The Unknown: The Orange Line.
  Oooh - A TakeDown

Dear David,

I just want to write down my gut response to your criticism while I’m still pissed off about it. I am taking it seriously, don’t get me wrong, but there are some things I want to talk about, and I think I can get a better handle on them if I write them down (Verbalizing them turns them into gobbleteegook).

1) Initial response—I do have a heart, you crummy bastard—in my life and in my writing. Go suck an egg, you fool. I’ll show you. You bet I will.

2) Analyzing this response—this is the response I think you were looking for—the proverbial cattle prod up the ass.

3) I do avoid sentimentality like a plague. I do think that it’s a trap (worse than the ironic one, probably) and that most “bad” writing reeks of it. My fear, maybe the fear of my (oh god) generation, is that I will try to write something meaningful, true, etc. and I will end up writing Hallmark cards. I don’t want to become that which I make fun of.

4) I also know that in making fun of what I make fun of, I am becoming that which I make fun of, at least I’m marginally aware of that. I’ve already read your essay and “Deride and Conquer.” I think I know that I’m sneering. I’m not sure that’s bad. It’s probably not good. But I’m not sure it’s awful. I like some trash TV. If I can get a laugh, maybe that’s enough. Probably not. I don’t know. But I’m also not fucking Bret Ellis/Tama Janowitz and I never will be. (Even if I don’t ever get published, you can’t lay that one on me—I’m more than zero and I know there’s more to life/writing than listing product names and clever/empty little ironies).

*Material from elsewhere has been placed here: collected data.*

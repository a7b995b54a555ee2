//! Tracing/logging initialization.
//!
//! JSON lines on stdout, filtered by `RUST_LOG` (default `info`). The dispatch
//! lane and the run orchestrator log with structured fields (`lane`, `task`,
//! `attempts`, `contract`), which land as top-level JSON keys.

use tracing_subscriber::EnvFilter;

/// Default directive when `RUST_LOG` is unset or invalid.
pub const DEFAULT_FILTER: &str = "info";

/// Initialize tracing/logging for the process.
///
/// Safe to call multiple times (subsequent calls are no-ops).
pub fn init() {
    let _ = tracing_subscriber::fmt()
        .with_env_filter(filter())
        .json()
        .flatten_event(true)
        .with_timer(tracing_subscriber::fmt::time::SystemTime)
        .with_target(false)
        .try_init();
}

fn filter() -> EnvFilter {
    EnvFilter::try_from_default_env().unwrap_or_else(|_| EnvFilter::new(DEFAULT_FILTER))
}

5) I liked “Loving Bill.” I liked Ellen. I didn’t like the Oprah story by the time I finished writing it, but I liked it after I read it a couple of times. Now I hate it, for the same reasons that I didn’t like it when I was writing it. By the end it felt like an exercise (intellectual) and not very rigorous at that. But there’s still some things I like about it. It’s just hard to separate myself from my writing activity this semester. Have I been wasting my time? I’ve devoted more time and energy to this than anything else this semester. So I should throw away the two things which I really worked on. Probably. But it is a violent, retching feeling to do so. It makes me question a lot of things. Writing is what I’m here (ISU, grad school) for. If all I’ve been doing is empty, clever, masturbatory—shit, I should have worked harder in advertising where they appreciate this shit.

6) I know that that’s bullshit.

7) Get a heart? Easier said than done.

8) I have this great fear that I’ve spent a year here working my fingers, cracking my knuckles. I was going to revise this stuff and put it in my thesis, but now I’m not sure.

9) I also have this great fear that I’ll get out of here having grown as a writer, but having published nothing and having nowhere to go and having destroyed my self-concept as a writer and getting some shit career-type job and hating it and never finish my first novel. Maybe I haven’t written that much fiction, but I’ve been writing seriously since 1988. Six years seems like a long time of emptiness when I confront it. I don’t know what this means, but I fear it.

10) I do recognize that what you and Curt say are coming from your own perspectives and that your words are laced with your own brands of fear/paranoia/doubt. I’m also not trying to write like you, or write like Curt. Maybe DeLillo. But I do take you seriously, and I respect what you say.

11) I was getting sort of sick of writing about TV, anyway. The next thing you will see from me will be different, but probably not the earnest (Hemingway?) kind of thing you’re looking for. I think that I need to evolve, not to force a change (of heart?) in myself.

12) I’m bad. I’m mean. I’m ugly. I’ll never make it. I sneer. I’m evil. I’m hideous. (I kind of like this). I’m a villain. I’m everything that social critics say I am. I’m empty. I don’t believe that there is truth. I’m self-centered. The world is my ashtray. It all means nothing. I think I’ll become a slacker, grow my own reefer, and sit in a coffeeshop all day, reading Nietzsche.